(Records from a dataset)
-*-*-

//! Test reporters
//!
//! The [`Suite`](crate::suite::Suite) drives a [`TestReporter`] and never prints anything itself, so output
//! formats are swappable:
//! - [`ConsoleReporter`]: pytest-style human output; failures rendered as miette diagnostics.
//! - [`JsonReporter`]: one JSON object per line, for CI tooling.

use std::io::{self, IsTerminal, Write};

use exemplar_core::CaseId;
use miette::{GraphicalReportHandler, GraphicalTheme};
use serde::Serialize;

use crate::suite::{CaseFailure, CaseOutcome, TestSummary};

// ============================================================================
// Test Reporter Trait
// ============================================================================

/// Trait for reporting suite execution.
///
/// Implement this trait to customize the output format.
pub trait TestReporter {
    /// Called once, before collection is reported, when the whole suite is skipped
    fn on_suite_skipped(&mut self, _reason: &str) {}

    /// Called when collection and selection are complete
    fn on_collection_complete(&mut self, selected: usize, deselected: usize);

    /// Called when a case begins
    fn on_case_start(&mut self, case: &CaseId);

    /// Called when a case completes
    fn on_case_complete(&mut self, case: &CaseId, outcome: &CaseOutcome);

    /// Called when all selected cases have completed
    fn on_run_complete(&mut self, summary: &TestSummary);
}

// ============================================================================
// Console
// ============================================================================

const GREEN: &str = "32";
const RED: &str = "31";
const YELLOW: &str = "33";
const BOLD: &str = "1";
const BOLD_RED: &str = "1;31";

/// Default console reporter (pytest-style)
pub struct ConsoleReporter<W: Write = io::Stderr> {
    out: W,
    verbose: bool,
    color: bool,
    failures: Vec<(CaseId, String)>,
}

impl ConsoleReporter {
    /// Report to stderr, colored when stderr is a terminal.
    pub fn new(verbose: bool) -> Self {
        let color = io::stderr().is_terminal();
        Self::with_writer(io::stderr(), verbose, color)
    }
}

impl<W: Write> ConsoleReporter<W> {
    pub fn with_writer(out: W, verbose: bool, color: bool) -> Self {
        Self {
            out,
            verbose,
            color,
            failures: Vec::new(),
        }
    }

    pub fn into_inner(self) -> W {
        self.out
    }

    fn paint(&self, style: &str, text: &str) -> String {
        if self.color {
            format!("\x1b[{style}m{text}\x1b[0m")
        } else {
            text.to_string()
        }
    }

    // Console output is best effort; a closed stderr must not abort the run.
    fn emit(&mut self, text: &str) {
        let _ = self.out.write_all(text.as_bytes());
        let _ = self.out.flush();
    }

    fn render_failure(&self, failure: &CaseFailure) -> String {
        let theme = if self.color {
            GraphicalTheme::unicode()
        } else {
            GraphicalTheme::unicode_nocolor()
        };
        let mut rendered = String::new();
        match GraphicalReportHandler::new_themed(theme).render_report(&mut rendered, failure) {
            Ok(()) => rendered,
            Err(_) => failure.to_string(),
        }
    }
}

impl<W: Write> TestReporter for ConsoleReporter<W> {
    fn on_suite_skipped(&mut self, reason: &str) {
        let line = format!("{} ({reason})\n", self.paint(YELLOW, "SKIPPED all examples"));
        self.emit(&line);
    }

    fn on_collection_complete(&mut self, selected: usize, deselected: usize) {
        let mut text = format!(
            "{}\n",
            self.paint(BOLD, "=================== example session starts ===================")
        );
        text.push_str(&format!("collected {} item(s)", selected + deselected));
        if deselected > 0 {
            text.push_str(&format!(" / {deselected} deselected"));
        }
        text.push_str("\n\n");
        self.emit(&text);
    }

    fn on_case_start(&mut self, case: &CaseId) {
        if self.verbose {
            self.emit(&format!("{case} "));
        }
    }

    fn on_case_complete(&mut self, case: &CaseId, outcome: &CaseOutcome) {
        let status = match outcome {
            CaseOutcome::Passed(d) if self.verbose => {
                format!("{} ({}ms)", self.paint(GREEN, "PASSED"), d.as_millis())
            }
            CaseOutcome::Passed(_) => self.paint(GREEN, "."),
            CaseOutcome::Failed(d, _) if self.verbose => {
                format!("{} ({}ms)", self.paint(RED, "FAILED"), d.as_millis())
            }
            CaseOutcome::Failed(..) => self.paint(RED, "F"),
            CaseOutcome::Skipped(reason) if self.verbose => {
                format!("{} ({reason})", self.paint(YELLOW, "SKIPPED"))
            }
            CaseOutcome::Skipped(_) => self.paint(YELLOW, "s"),
        };

        if self.verbose {
            self.emit(&format!("{status}\n"));
        } else {
            self.emit(&status);
        }

        if let CaseOutcome::Failed(_, failure) = outcome {
            let rendered = self.render_failure(failure);
            self.failures.push((case.clone(), rendered));
        }
    }

    fn on_run_complete(&mut self, summary: &TestSummary) {
        let mut text = String::new();
        if !self.verbose && summary.total() > 0 {
            text.push('\n');
        }

        if !self.failures.is_empty() {
            text.push('\n');
            text.push_str(&self.paint(BOLD_RED, "=================== FAILURES ==================="));
            text.push('\n');
            for (case, rendered) in &self.failures {
                text.push('\n');
                text.push_str(&self.paint(BOLD, &format!("___________ {case} ___________")));
                text.push_str("\n\n");
                text.push_str(rendered);
                if !rendered.ends_with('\n') {
                    text.push('\n');
                }
            }
        }

        let mut parts = Vec::new();
        if summary.passed > 0 {
            parts.push(self.paint(GREEN, &format!("{} passed", summary.passed)));
        }
        if summary.failed > 0 {
            parts.push(self.paint(RED, &format!("{} failed", summary.failed)));
        }
        if summary.skipped > 0 {
            parts.push(self.paint(YELLOW, &format!("{} skipped", summary.skipped)));
        }
        if summary.deselected > 0 {
            parts.push(format!("{} deselected", summary.deselected));
        }
        if parts.is_empty() {
            parts.push("no examples ran".to_string());
        }

        text.push('\n');
        text.push_str(&format!(
            "====== {} in {:.2}s ======\n",
            parts.join(", "),
            summary.duration.as_secs_f64()
        ));
        self.emit(&text);
    }
}

// ============================================================================
// JSON lines
// ============================================================================

#[derive(Serialize)]
struct CaseRecord<'a> {
    case: String,
    category: &'a str,
    file: &'a str,
    status: &'static str,
    duration_ms: u64,
    kind: Option<&'static str>,
    message: Option<String>,
}

#[derive(Serialize)]
struct SkippedRecord<'a> {
    skipped: &'a str,
}

#[derive(Serialize)]
struct SummaryRecord {
    summary: SummaryBody,
}

#[derive(Serialize)]
struct SummaryBody {
    passed: usize,
    failed: usize,
    skipped: usize,
    deselected: usize,
    duration_ms: u64,
    success: bool,
}

/// Writes one JSON object per case, then one summary object. A skipped suite is announced first with a
/// `{"skipped": reason}` object.
pub struct JsonReporter<W: Write> {
    out: W,
}

impl<W: Write> JsonReporter<W> {
    pub fn new(out: W) -> Self {
        Self { out }
    }

    pub fn into_inner(self) -> W {
        self.out
    }

    fn write_record<T: Serialize>(&mut self, record: &T) {
        let written = serde_json::to_writer(&mut self.out, record)
            .map_err(io::Error::from)
            .and_then(|()| self.out.write_all(b"\n"));
        if let Err(e) = written {
            tracing::warn!("failed to write JSON report line: {}", e);
        }
    }
}

fn millis(duration: std::time::Duration) -> u64 {
    u64::try_from(duration.as_millis()).unwrap_or(u64::MAX)
}

impl<W: Write> TestReporter for JsonReporter<W> {
    fn on_suite_skipped(&mut self, reason: &str) {
        self.write_record(&SkippedRecord { skipped: reason });
    }

    fn on_collection_complete(&mut self, _selected: usize, _deselected: usize) {}

    fn on_case_start(&mut self, _case: &CaseId) {}

    fn on_case_complete(&mut self, case: &CaseId, outcome: &CaseOutcome) {
        let (kind, message) = match outcome {
            CaseOutcome::Passed(_) => (None, None),
            CaseOutcome::Failed(_, failure) => (Some(failure.kind().as_str()), Some(failure.to_string())),
            CaseOutcome::Skipped(reason) => (None, Some(reason.clone())),
        };
        let record = CaseRecord {
            case: case.to_string(),
            category: &case.category,
            file: &case.file_name,
            status: outcome.status().as_str(),
            duration_ms: millis(outcome.duration()),
            kind,
            message,
        };
        self.write_record(&record);
    }

    fn on_run_complete(&mut self, summary: &TestSummary) {
        let record = SummaryRecord {
            summary: SummaryBody {
                passed: summary.passed,
                failed: summary.failed,
                skipped: summary.skipped,
                deselected: summary.deselected,
                duration_ms: millis(summary.duration),
                success: summary.is_success(),
            },
        };
        self.write_record(&record);
        let _ = self.out.flush();
    }
}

-*-*-

Taking the entries above, restate exactly those lines that fall between the line with "let rendered = self.render_failure(failure);" and the line with "let mut text = String::new();", keeping both of those lines too.

[RESPONSE BOX]
            let rendered = self.render_failure(failure);
            self.failures.push((case.clone(), rendered));
        }
    }

    fn on_run_complete(&mut self, summary: &TestSummary) {
        let mut text = String::new();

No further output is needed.